I ask the first people I can find whether there is a public toilet around. Nothing better than a couple of gentle policemen with quite odd caps (at this point I'm still able to observe uniforms and notice different details of the new environment) and a mixture of different WC terminology and their accents, to create in me a feeling of desperation.

200m further on, I repeat the same gestures to a kind elderly lady. Luckily the answer is rather empathetic and decodable: 'Park'.

Off I go, following more my instinct and the compass of my sense of emergency than any kind of map, and adding a praying gesture to the face code sent to the lady in the booth downstairs, - at the suggested oasis. Thanks to her equally prompt handy orientation, I arrive in time. Aaahh!!! ...

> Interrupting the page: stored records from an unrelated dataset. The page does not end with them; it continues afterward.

//! Greedy frequency-based word selection
//!
//! A word's score is the sum of the frequencies of its distinct letters. The
//! best guess is the word covering the letters most common across the
//! remaining candidates.

use super::frequency::FrequencyMap;
use crate::core::{Word, WordBank};
use crate::error::{Result, WordleError};
use rayon::prelude::*;
use std::cmp::Reverse;

/// Score a single word against a frequency map
///
/// Letters missing from the map contribute nothing.
#[must_use]
pub fn score(word: &Word, freqs: &FrequencyMap) -> usize {
    word.distinct_letters()
        .map(|letter| freqs.get(&letter).copied().unwrap_or(0))
        .sum()
}

/// Select the highest-scoring word in the bank, along with its score
///
/// Scoring runs in parallel. Each word carries its bank index so that among
/// equal scores the earliest word wins, independent of completion order.
///
/// # Errors
/// Returns `WordleError::EmptyBank` if the bank has no words.
pub fn best_with_score<'a>(bank: &'a WordBank, freqs: &FrequencyMap) -> Result<(&'a Word, usize)> {
    bank.words()
        .par_iter()
        .enumerate()
        .map(|(index, word)| (index, word, score(word, freqs)))
        .max_by_key(|&(index, _, score)| (score, Reverse(index)))
        .map(|(_, word, score)| (word, score))
        .ok_or(WordleError::EmptyBank)
}

/// Select the highest-scoring word in the bank
///
/// # Errors
/// Returns `WordleError::EmptyBank` if the bank has no words.
///
/// # Examples
/// ```
/// use wordle_greedy::core::{Word, WordBank};
/// use wordle_greedy::solver::{letter_frequencies, select_best};
///
/// let bank: WordBank = ["abbey", "table", "chair", "amber", "belay"]
///     .iter()
///     .map(|w| Word::new(*w).unwrap())
///     .collect();
/// let freqs = letter_frequencies(bank.words());
///
/// assert_eq!(select_best(&bank, &freqs).unwrap().text(), "belay");
/// ```
pub fn select_best<'a>(bank: &'a WordBank, freqs: &FrequencyMap) -> Result<&'a Word> {
    best_with_score(bank, freqs).map(|(word, _)| word)
}

#[cfg(test)]
mod tests {
    use super::*;
    use crate::solver::letter_frequencies;

    fn bank(list: &[&str]) -> WordBank {
        list.iter().map(|w| Word::new(*w).unwrap()).collect()
    }

    #[test]
    fn score_sums_distinct_letters() {
        let freqs = letter_frequencies(bank(&["abbey", "table", "chair", "amber", "belay"]).words());

        // a=5 b=4 e=4 y=2
        assert_eq!(score(&Word::new("abbey").unwrap(), &freqs), 15);
        // b=4 e=4 l=2 a=5 y=2
        assert_eq!(score(&Word::new("belay").unwrap(), &freqs), 17);
    }

    #[test]
    fn unknown_letters_score_zero() {
        let freqs = letter_frequencies(bank(&["abbey"]).words());
        assert_eq!(score(&Word::new("xxxxz").unwrap(), &freqs), 0);
    }

    #[test]
    fn selects_maximum_score() {
        let bank = bank(&["abbey", "table", "chair", "amber", "belay"]);
        let freqs = letter_frequencies(bank.words());

        let (best, best_score) = best_with_score(&bank, &freqs).unwrap();
        assert_eq!(best.text(), "belay");
        assert_eq!(best_score, 17);
    }

    #[test]
    fn ties_go_to_the_earliest_word() {
        // Anagrams always tie
        let forward = bank(&["stare", "tears", "rates"]);
        let freqs = letter_frequencies(forward.words());
        assert_eq!(select_best(&forward, &freqs).unwrap().text(), "stare");

        let backward = bank(&["rates", "tears", "stare"]);
        assert_eq!(select_best(&backward, &freqs).unwrap().text(), "rates");
    }

    #[test]
    fn tie_break_holds_on_large_banks() {
        // Enough words that rayon actually splits the work
        let mut words: Vec<String> = (0..2000)
            .map(|i| {
                let a = (b'a' + (i % 20) as u8) as char;
                let b = (b'a' + (i / 20 % 20) as u8) as char;
                format!("{a}{b}zzz")
            })
            .collect();
        words.push("qvwxy".to_string());
        words.push("yxwvq".to_string());
        let bank: WordBank = words.iter().map(|w| Word::new(w.as_str()).unwrap()).collect();

        let mut freqs = FrequencyMap::default();
        for letter in b"qvwxy" {
            freqs.insert(*letter, 1000);
        }

        for _ in 0..10 {
            assert_eq!(select_best(&bank, &freqs).unwrap().text(), "qvwxy");
        }
    }

    #[test]
    fn repeated_calls_are_deterministic() {
        let bank = bank(&["amber", "table", "chair"]);
        let freqs = letter_frequencies(bank.words());
        let first = select_best(&bank, &freqs).unwrap().clone();

        for _ in 0..20 {
            assert_eq!(select_best(&bank, &freqs).unwrap(), &first);
        }
    }

    #[test]
    fn empty_bank_is_an_error() {
        let bank = WordBank::default();
        let freqs = FrequencyMap::default();
        assert!(matches!(
            select_best(&bank, &freqs),
            Err(WordleError::EmptyBank)
        ));
    }
}
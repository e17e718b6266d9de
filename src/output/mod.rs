//! Terminal output formatting
//!
//! Color rendering of rounds and pretty-printing of results.

pub mod display;
pub mod formatters;

pub use display::{ColorRenderer, outcome_message, print_solve_result};
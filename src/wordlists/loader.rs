//! Word list loading utilities
//!
//! Reads dictionaries such as `/usr/share/dict/words` and keeps only plain
//! five-letter lowercase entries. Capitalized lines are proper nouns and are
//! skipped, as is anything with punctuation.

use crate::core::{WORD_LENGTH, Word};
use crate::error::{Result, WordleError};
use log::info;
use std::fs::File;
use std::io::{self, BufRead, BufReader};
use std::path::Path;

/// System word list used when no dictionary is given
pub const DEFAULT_DICTIONARY: &str = "/usr/share/dict/words";

/// Check whether a dictionary line is a usable word
///
/// Surrounding whitespace is ignored; the rest must be exactly five
/// lowercase ASCII letters.
///
/// # Examples
/// ```
/// use wordle_greedy::wordlists::is_dictionary_word;
///
/// assert!(is_dictionary_word("abbey\n"));
/// assert!(!is_dictionary_word("Abbey"));
/// assert!(!is_dictionary_word("can't"));
/// ```
#[must_use]
pub fn is_dictionary_word(line: &str) -> bool {
    let word = line.trim();
    word.len() == WORD_LENGTH && word.bytes().all(|b| b.is_ascii_lowercase())
}

/// Load dictionary words from any buffered reader, in file order
///
/// # Errors
///
/// Returns an I/O error if reading fails.
pub fn load_from_reader<R: BufRead>(reader: R) -> io::Result<Vec<Word>> {
    let mut words = Vec::new();
    for line in reader.lines() {
        let line = line?;
        if is_dictionary_word(&line)
            && let Ok(word) = Word::new(line.trim())
        {
            words.push(word);
        }
    }
    Ok(words)
}

/// Load words from a file
///
/// # Errors
///
/// Returns `WordleError::Dictionary` if the file cannot be opened or read.
///
/// # Examples
/// ```no_run
/// use wordle_greedy::wordlists::{load_from_file, DEFAULT_DICTIONARY};
///
/// let words = load_from_file(DEFAULT_DICTIONARY).unwrap();
/// println!("Loaded {} words", words.len());
/// ```
pub fn load_from_file<P: AsRef<Path>>(path: P) -> Result<Vec<Word>> {
    let path = path.as_ref();
    let dictionary_error = |source| WordleError::Dictionary {
        path: path.to_path_buf(),
        source,
    };

    let file = File::open(path).map_err(dictionary_error)?;
    let words = load_from_reader(BufReader::new(file)).map_err(dictionary_error)?;

    info!("loaded {} words from {}", words.len(), path.display());
    Ok(words)
}

/// Convert a string slice list to words, skipping invalid entries
///
/// # Examples
/// ```
/// use wordle_greedy::wordlists::words_from_slice;
///
/// let words = words_from_slice(&["abbey", "toolong", "table"]);
/// assert_eq!(words.len(), 2);
/// ```
#[must_use]
pub fn words_from_slice(slice: &[&str]) -> Vec<Word> {
    slice.iter().filter_map(|&s| Word::new(s).ok()).collect()
}
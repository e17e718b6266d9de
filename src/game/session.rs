//! A single Wordle session
//!
//! Each round: pick the best-scoring guess from the bank, evaluate it against
//! the solution, record the hints, then either stop or pare the bank.

use super::Renderer;
use crate::core::{HintSequence, Word, WordBank, evaluate};
use crate::error::{Result, WordleError};
use crate::solver::{best_with_score, letter_frequencies, pare};
use log::{debug, info, warn};
use std::fmt;

/// Guesses allowed by a standard game
pub const DEFAULT_GUESS_LIMIT: usize = 6;

/// Configuration for a session
#[derive(Debug, Clone, Copy, PartialEq, Eq)]
pub struct SessionConfig {
    pub guess_limit: usize,
}

impl SessionConfig {
    #[must_use]
    pub const fn new(guess_limit: usize) -> Self {
        Self { guess_limit }
    }

    /// # Errors
    /// Returns `WordleError::InvalidGuessLimit` if the limit is zero.
    pub fn validate(&self) -> Result<()> {
        if self.guess_limit == 0 {
            return Err(WordleError::InvalidGuessLimit(self.guess_limit));
        }
        Ok(())
    }
}

impl Default for SessionConfig {
    fn default() -> Self {
        Self::new(DEFAULT_GUESS_LIMIT)
    }
}

/// Where a session stands
#[derive(Debug, Clone, Copy, PartialEq, Eq)]
pub enum GameState {
    InProgress,
    /// Solved on round `rounds`
    Won { rounds: usize },
    Lost(LossCause),
}

impl GameState {
    #[must_use]
    pub const fn is_terminal(self) -> bool {
        !matches!(self, Self::InProgress)
    }
}

/// Why a session was lost
#[derive(Debug, Clone, Copy, PartialEq, Eq)]
pub enum LossCause {
    /// Every allowed guess was used without finding the solution
    OutOfGuesses,
    /// Filtering left no candidate to guess
    EmptyBank,
}

impl fmt::Display for LossCause {
    fn fmt(&self, f: &mut fmt::Formatter<'_>) -> fmt::Result {
        match self {
            Self::OutOfGuesses => write!(f, "out of guesses"),
            Self::EmptyBank => write!(f, "no candidates remain"),
        }
    }
}

/// A session playing toward one fixed solution
#[derive(Debug, Clone)]
pub struct GameSession {
    solution: Word,
    bank: WordBank,
    history: Vec<HintSequence>,
    guess_limit: usize,
    state: GameState,
}

impl GameSession {
    /// Start a session over an explicit bank
    ///
    /// The solution does not have to be in the bank; if it is not, the
    /// session may end in `Lost(LossCause::EmptyBank)`.
    ///
    /// # Errors
    /// Returns `WordleError::InvalidGuessLimit` if the configured limit is zero.
    ///
    /// # Examples
    /// ```
    /// use wordle_greedy::core::{Word, WordBank};
    /// use wordle_greedy::game::{GameSession, GameState, SessionConfig, SilentRenderer};
    ///
    /// let bank: WordBank = ["abbey", "table", "chair", "amber", "belay"]
    ///     .iter()
    ///     .map(|w| Word::new(*w).unwrap())
    ///     .collect();
    /// let solution = Word::new("abbey").unwrap();
    ///
    /// let mut session = GameSession::new(solution, bank, SessionConfig::default()).unwrap();
    /// let state = session.play(&mut SilentRenderer).unwrap();
    /// assert_eq!(state, GameState::Won { rounds: 2 });
    /// ```
    pub fn new(solution: Word, bank: WordBank, config: SessionConfig) -> Result<Self> {
        config.validate()?;
        Ok(Self {
            solution,
            bank,
            history: Vec::with_capacity(config.guess_limit),
            guess_limit: config.guess_limit,
            state: GameState::InProgress,
        })
    }

    /// Play one round
    ///
    /// Returns the hints earned this round, or `None` if no guess was made
    /// because the session was already over or the bank ran dry.
    ///
    /// # Errors
    /// Returns `WordleError::InvalidInput` if the guess cannot be compared with
    /// the solution. Banks built from [`Word`]s never trigger this.
    pub fn step(&mut self) -> Result<Option<&HintSequence>> {
        if self.state.is_terminal() {
            return Ok(None);
        }

        let freqs = letter_frequencies(self.bank.words());
        let (guess, score) = match best_with_score(&self.bank, &freqs) {
            Ok(best) => best,
            Err(WordleError::EmptyBank) => {
                warn!(
                    "no candidates remain for {} after {} rounds",
                    self.solution,
                    self.history.len()
                );
                self.state = GameState::Lost(LossCause::EmptyBank);
                return Ok(None);
            }
            Err(e) => return Err(e),
        };

        let hints = evaluate(guess.chars(), self.solution.chars())?;
        let round = self.history.len() + 1;
        debug!(
            "round {round}: guessed {guess} (score {score}, {} candidates) -> {hints}",
            self.bank.len()
        );

        let solved = hints.is_solved();
        self.history.push(hints);

        if solved {
            self.state = GameState::Won { rounds: round };
            info!("solved {} in {round}/{}", self.solution, self.guess_limit);
        } else if round == self.guess_limit {
            self.state = GameState::Lost(LossCause::OutOfGuesses);
            info!("failed to solve {} in {round} guesses", self.solution);
        } else {
            let before = self.bank.len();
            self.bank = pare(&self.bank, &self.history[round - 1]);
            debug!("pared bank {before} -> {}", self.bank.len());
        }

        Ok(self.history.last())
    }

    /// Play rounds until the session ends, rendering each one
    ///
    /// # Errors
    /// Propagates errors from [`step`](Self::step).
    pub fn play(&mut self, renderer: &mut impl Renderer) -> Result<GameState> {
        while !self.state.is_terminal() {
            if let Some(hints) = self.step()? {
                renderer.render(hints);
            }
        }
        Ok(self.state)
    }

    #[must_use]
    pub const fn state(&self) -> GameState {
        self.state
    }

    #[must_use]
    pub const fn is_solved(&self) -> bool {
        matches!(self.state, GameState::Won { .. })
    }

    #[must_use]
    pub const fn solution(&self) -> &Word {
        &self.solution
    }

    /// Candidates still in play
    #[must_use]
    pub const fn bank(&self) -> &WordBank {
        &self.bank
    }

    /// Hints from every round so far, oldest first
    #[must_use]
    pub fn history(&self) -> &[HintSequence] {
        &self.history
    }

    #[must_use]
    pub const fn guess_limit(&self) -> usize {
        self.guess_limit
    }

    #[must_use]
    pub fn rounds(&self) -> usize {
        self.history.len()
    }
}
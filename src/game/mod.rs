//! Game orchestration
//!
//! A session repeatedly picks a guess, scores it against the solution and
//! narrows the bank until it wins, runs out of guesses, or runs out of words.

mod renderer;
mod session;

pub use renderer::{Renderer, SilentRenderer};
pub use session::{DEFAULT_GUESS_LIMIT, GameSession, GameState, LossCause, SessionConfig};
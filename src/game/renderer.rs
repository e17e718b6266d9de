//! Rendering boundary for per-round feedback

use crate::core::HintSequence;

/// Receives each round's hints as the session plays
///
/// Implementations only observe; nothing flows back into the session.
pub trait Renderer {
    fn render(&mut self, hints: &HintSequence);
}

/// Discards every round
#[derive(Debug, Default, Clone, Copy)]
pub struct SilentRenderer;

impl Renderer for SilentRenderer {
    fn render(&mut self, _hints: &HintSequence) {}
}
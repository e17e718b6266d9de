//! Word lists for Wordle solving
//!
//! The starting bank comes from a plain-text dictionary, one word per line.

pub mod loader;

pub use loader::{
    DEFAULT_DICTIONARY, is_dictionary_word, load_from_file, load_from_reader, words_from_slice,
};
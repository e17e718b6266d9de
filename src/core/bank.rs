//! Candidate word bank
//!
//! An ordered set of words. Iteration order is insertion order, which is what
//! breaks scoring ties, so it is preserved through every narrowing step.

use super::Word;
use rustc_hash::FxHashSet;

/// The words still consistent with every hint seen so far
#[derive(Debug, Clone, Default, PartialEq, Eq)]
pub struct WordBank {
    words: Vec<Word>,
}

impl WordBank {
    /// Build a bank, dropping repeated words but keeping first-seen order
    ///
    /// # Examples
    /// ```
    /// use wordle_greedy::core::{Word, WordBank};
    ///
    /// let words = ["table", "abbey", "table"].map(|w| Word::new(w).unwrap());
    /// let bank = WordBank::new(words);
    /// assert_eq!(bank.len(), 2);
    /// assert_eq!(bank.words()[0].text(), "table");
    /// ```
    pub fn new(words: impl IntoIterator<Item = Word>) -> Self {
        let mut seen = FxHashSet::default();
        let words = words
            .into_iter()
            .filter(|word| seen.insert(word.clone()))
            .collect();
        Self { words }
    }

    /// Keep only the words matching `keep`, in their current order
    ///
    /// The result is always a subset of `self`.
    #[must_use]
    pub fn retain_matching(&self, mut keep: impl FnMut(&Word) -> bool) -> Self {
        Self {
            words: self.words.iter().filter(|w| keep(w)).cloned().collect(),
        }
    }

    #[inline]
    #[must_use]
    pub fn len(&self) -> usize {
        self.words.len()
    }

    #[inline]
    #[must_use]
    pub fn is_empty(&self) -> bool {
        self.words.is_empty()
    }

    #[must_use]
    pub fn contains(&self, word: &Word) -> bool {
        self.words.contains(word)
    }

    /// Words in iteration order
    #[inline]
    #[must_use]
    pub fn words(&self) -> &[Word] {
        &self.words
    }

    pub fn iter(&self) -> std::slice::Iter<'_, Word> {
        self.words.iter()
    }
}

impl FromIterator<Word> for WordBank {
    fn from_iter<I: IntoIterator<Item = Word>>(iter: I) -> Self {
        Self::new(iter)
    }
}

impl<'a> IntoIterator for &'a WordBank {
    type Item = &'a Word;
    type IntoIter = std::slice::Iter<'a, Word>;

    fn into_iter(self) -> Self::IntoIter {
        self.words.iter()
    }
}

#[cfg(test)]
mod tests {
    use super::*;

    fn bank(words: &[&str]) -> WordBank {
        words.iter().map(|w| Word::new(*w).unwrap()).collect()
    }

    #[test]
    fn preserves_insertion_order() {
        let bank = bank(&["chair", "abbey", "table"]);
        let texts: Vec<&str> = bank.iter().map(Word::text).collect();
        assert_eq!(texts, ["chair", "abbey", "table"]);
    }

    #[test]
    fn duplicates_keep_first_position() {
        let bank = bank(&["amber", "belay", "amber", "chair", "belay"]);
        let texts: Vec<&str> = bank.iter().map(Word::text).collect();
        assert_eq!(texts, ["amber", "belay", "chair"]);
    }

    #[test]
    fn retain_matching_is_a_subset() {
        let bank = bank(&["abbey", "table", "chair"]);
        let narrowed = bank.retain_matching(|w| w.has_letter(b'b'));

        assert_eq!(narrowed.len(), 2);
        assert!(narrowed.iter().all(|w| bank.contains(w)));
        assert!(!narrowed.contains(&Word::new("chair").unwrap()));
    }

    #[test]
    fn empty_bank() {
        let bank = WordBank::default();
        assert!(bank.is_empty());
        assert_eq!(bank.len(), 0);
        assert!(bank.retain_matching(|_| true).is_empty());
    }
}
//! Wordle Greedy - CLI
//!
//! Plays Wordle against a chosen solution using letter-frequency guessing.

use anyhow::{Context, Result, bail};
use clap::{Parser, Subcommand};
use log::LevelFilter;
use rand::prelude::IndexedRandom;
use wordle_greedy::{
    commands::{SolveConfig, print_test_all_statistics, run_test_all, select_targets, solve_word},
    core::Word,
    game::{DEFAULT_GUESS_LIMIT, SessionConfig, SilentRenderer},
    output::{ColorRenderer, print_solve_result},
    wordlists::{DEFAULT_DICTIONARY, load_from_file},
};

#[derive(Parser)]
#[command(
    name = "wordle_greedy",
    about = "Play Wordle automatically with greedy letter-frequency guesses",
    version,
    author
)]
struct Cli {
    #[command(subcommand)]
    command: Option<Commands>,

    /// Dictionary file, one word per line; five-letter lowercase entries are used
    #[arg(short, long, global = true, default_value = DEFAULT_DICTIONARY)]
    dictionary: String,

    /// Maximum number of guesses per game
    #[arg(short, long, global = true, default_value_t = DEFAULT_GUESS_LIMIT)]
    guess_limit: usize,

    /// Log each round (same as RUST_LOG=debug)
    #[arg(short, long, global = true)]
    verbose: bool,
}

#[derive(Subcommand)]
enum Commands {
    /// Solve a target word (default)
    Solve {
        /// The target word; picked at random from the dictionary if omitted
        word: Option<String>,

        /// Only print the outcome, not each colored guess
        #[arg(short, long)]
        quiet: bool,
    },

    /// Solve every dictionary word and report statistics
    TestAll {
        /// Only test the first N words
        #[arg(short, long, conflicts_with = "sample")]
        limit: Option<usize>,

        /// Test N words picked at random
        #[arg(short, long)]
        sample: Option<usize>,
    },
}

fn init_logging(verbose: bool) {
    let default_level = if verbose {
        LevelFilter::Debug
    } else {
        LevelFilter::Warn
    };
    env_logger::Builder::new()
        .filter_level(default_level)
        .parse_default_env()
        .init();
}

fn main() -> Result<()> {
    let cli = Cli::parse();
    init_logging(cli.verbose);

    let words = load_from_file(&cli.dictionary)
        .with_context(|| "to use a different word list, pass --dictionary <PATH>")?;
    if words.is_empty() {
        bail!("dictionary {} has no five-letter words", cli.dictionary);
    }

    // Original example usage: solve "abbey"
    let command = cli.command.unwrap_or(Commands::Solve {
        word: Some("abbey".to_string()),
        quiet: false,
    });

    match command {
        Commands::Solve { word, quiet } => {
            run_solve_command(word, quiet, cli.guess_limit, cli.verbose, &words)
        }
        Commands::TestAll { limit, sample } => {
            let targets = select_targets(&words, limit, sample);
            let stats = run_test_all(&words, &targets, SessionConfig::new(cli.guess_limit))?;
            print_test_all_statistics(&stats);
            Ok(())
        }
    }
}

fn run_solve_command(
    word: Option<String>,
    quiet: bool,
    guess_limit: usize,
    verbose: bool,
    words: &[Word],
) -> Result<()> {
    let target = match word {
        Some(word) => word,
        None => words
            .choose(&mut rand::rng())
            .map(|w| w.text().to_string())
            .context("dictionary is empty")?,
    };

    let mut config = SolveConfig::new(target);
    config.guess_limit = guess_limit;

    let result = if quiet {
        solve_word(config, words, &mut SilentRenderer)?
    } else {
        solve_word(config, words, &mut ColorRenderer)?
    };

    print_solve_result(&result, verbose);
    Ok(())
}
//! Error types for the solver library

use std::io;
use std::path::PathBuf;
use thiserror::Error;

/// Convenience alias used throughout the library
pub type Result<T, E = WordleError> = std::result::Result<T, E>;

/// The errors the solver library can produce
#[derive(Debug, Error)]
pub enum WordleError {
    /// A guess and solution could not be compared letter-by-letter.
    #[error("cannot compare guess {guess:?} with solution {solution:?}: both must be exactly 5 letters")]
    InvalidInput { guess: String, solution: String },

    /// Selection was attempted on a bank with no candidates left.
    #[error("no candidates remain in the word bank")]
    EmptyBank,

    /// A string was rejected as a Wordle word.
    #[error("invalid word {word:?}: {reason}")]
    InvalidWord { word: String, reason: WordReason },

    /// A session needs room for at least one guess.
    #[error("guess limit must be at least 1, got {0}")]
    InvalidGuessLimit(usize),

    /// The dictionary file could not be opened or read.
    #[error("could not read dictionary {}", path.display())]
    Dictionary {
        path: PathBuf,
        #[source]
        source: io::Error,
    },
}

/// Why a string is not a valid word
#[derive(Debug, Clone, Copy, PartialEq, Eq)]
pub enum WordReason {
    InvalidLength(usize),
    NonAscii,
    InvalidCharacters,
}

impl std::fmt::Display for WordReason {
    fn fmt(&self, f: &mut std::fmt::Formatter<'_>) -> std::fmt::Result {
        match self {
            Self::InvalidLength(len) => write!(f, "word must be exactly 5 letters, got {len}"),
            Self::NonAscii => write!(f, "word must contain only ASCII letters"),
            Self::InvalidCharacters => write!(f, "word contains invalid characters"),
        }
    }
}
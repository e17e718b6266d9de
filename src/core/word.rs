//! Wordle word representation
//!
//! A Word stores a 5-letter lowercase word along with a letter-set mask for
//! constant-time membership checks.

use crate::error::{Result, WordReason, WordleError};
use std::fmt;

/// Number of letters in every word of the game
pub const WORD_LENGTH: usize = 5;

/// A 5-letter Wordle word with letter membership tracking
///
/// Stores the word as bytes and a 26-bit mask of the letters it contains.
#[derive(Debug, Clone, PartialEq, Eq, Hash)]
pub struct Word {
    text: String,
    chars: [u8; WORD_LENGTH],
    letters: u32,
}

impl Word {
    /// Create a new Word from a string
    ///
    /// The input is lowercased before validation.
    ///
    /// # Errors
    /// Returns `WordleError::InvalidWord` if:
    /// - Length is not exactly 5
    /// - Contains non-ASCII characters
    /// - Contains non-alphabetic characters
    ///
    /// # Examples
    /// ```
    /// use wordle_greedy::core::Word;
    ///
    /// let word = Word::new("abbey").unwrap();
    /// assert_eq!(word.text(), "abbey");
    ///
    /// assert!(Word::new("too long").is_err());
    /// assert!(Word::new("sh0rt").is_err());
    /// ```
    pub fn new(text: impl Into<String>) -> Result<Self> {
        let text: String = text.into().to_lowercase();

        let reject = |reason| WordleError::InvalidWord {
            word: text.clone(),
            reason,
        };

        if !text.is_ascii() {
            return Err(reject(WordReason::NonAscii));
        }

        let Ok(chars) = <[u8; WORD_LENGTH]>::try_from(text.as_bytes()) else {
            return Err(reject(WordReason::InvalidLength(text.len())));
        };

        if !chars.iter().all(u8::is_ascii_lowercase) {
            return Err(reject(WordReason::InvalidCharacters));
        }

        let letters = chars.iter().fold(0, |mask, &ch| mask | letter_bit(ch));

        Ok(Self {
            text,
            chars,
            letters,
        })
    }

    /// Get the word as a string slice
    #[inline]
    #[must_use]
    pub fn text(&self) -> &str {
        &self.text
    }

    /// Get the word as a byte array
    #[inline]
    #[must_use]
    pub const fn chars(&self) -> &[u8; WORD_LENGTH] {
        &self.chars
    }

    /// Get the character at a specific position (0-4)
    ///
    /// # Panics
    /// Panics if position >= 5
    #[inline]
    #[must_use]
    pub const fn char_at(&self, position: usize) -> u8 {
        self.chars[position]
    }

    /// Check if the word contains a specific letter anywhere
    #[inline]
    #[must_use]
    pub const fn has_letter(&self, letter: u8) -> bool {
        letter.is_ascii_lowercase() && self.letters & letter_bit(letter) != 0
    }

    /// Iterate over each letter of the word once, in first-occurrence order
    ///
    /// `abbey` yields `a`, `b`, `e`, `y`.
    pub fn distinct_letters(&self) -> impl Iterator<Item = u8> + '_ {
        self.chars
            .iter()
            .enumerate()
            .filter(|&(i, ch)| !self.chars[..i].contains(ch))
            .map(|(_, &ch)| ch)
    }
}

#[inline]
const fn letter_bit(letter: u8) -> u32 {
    1 << (letter - b'a')
}

impl fmt::Display for Word {
    fn fmt(&self, f: &mut fmt::Formatter<'_>) -> fmt::Result {
        write!(f, "{}", self.text)
    }
}
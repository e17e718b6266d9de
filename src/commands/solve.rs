//! Word solving command
//!
//! Plays one session against a given target word and returns the path taken.

use crate::core::{HintSequence, Word, WordBank};
use crate::error::Result;
use crate::game::{DEFAULT_GUESS_LIMIT, GameSession, GameState, Renderer, SessionConfig};

/// Configuration for solving a word
pub struct SolveConfig {
    pub target: String,
    pub guess_limit: usize,
}

impl SolveConfig {
    #[must_use]
    pub const fn new(target: String) -> Self {
        Self {
            target,
            guess_limit: DEFAULT_GUESS_LIMIT,
        }
    }
}

/// Result of solving a word
#[derive(Debug)]
pub struct SolveResult {
    pub target: String,
    pub state: GameState,
    pub guesses: Vec<HintSequence>,
    pub guess_limit: usize,
    pub initial_candidates: usize,
}

impl SolveResult {
    #[must_use]
    pub const fn success(&self) -> bool {
        matches!(self.state, GameState::Won { .. })
    }
}

/// Solve a specific word starting from `words`, rendering each round
///
/// # Errors
///
/// Returns an error if:
/// - The target word is invalid (not 5 ASCII letters)
/// - The guess limit is zero
pub fn solve_word(
    config: SolveConfig,
    words: &[Word],
    renderer: &mut impl Renderer,
) -> Result<SolveResult> {
    let solution = Word::new(config.target)?;
    let bank: WordBank = words.iter().cloned().collect();
    let initial_candidates = bank.len();

    let mut session = GameSession::new(solution, bank, SessionConfig::new(config.guess_limit))?;
    let state = session.play(renderer)?;

    Ok(SolveResult {
        target: session.solution().text().to_string(),
        state,
        guesses: session.history().to_vec(),
        guess_limit: session.guess_limit(),
        initial_candidates,
    })
}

A couple of minutes later, I notice the presence of someone on the other side of the wall giving away to the next toilet. Normal, just like any coexistence in public restrooms. Until 'the presence' decides to break the silence, saying something in Armenian, or whatever language I can't really make sense of. 'No! - I think - Did I overlook a supposed fee in the rush of the moment?'

As a mixture of anxiety and helplessness suddenly takes hold of my thoughts, the words get louder and angrier. All I can guess is a question mark - she is definitely asking something. My worries get confirmed as she gets out and tries to open the right and thus my door.

'Oh no' - I think - 'they're coming after me'. And as I start to picture the sirens arriving and a walk of shame (leading my first day in Armenia to the first time in jail), her tone becomes increasingly intelligible and mad.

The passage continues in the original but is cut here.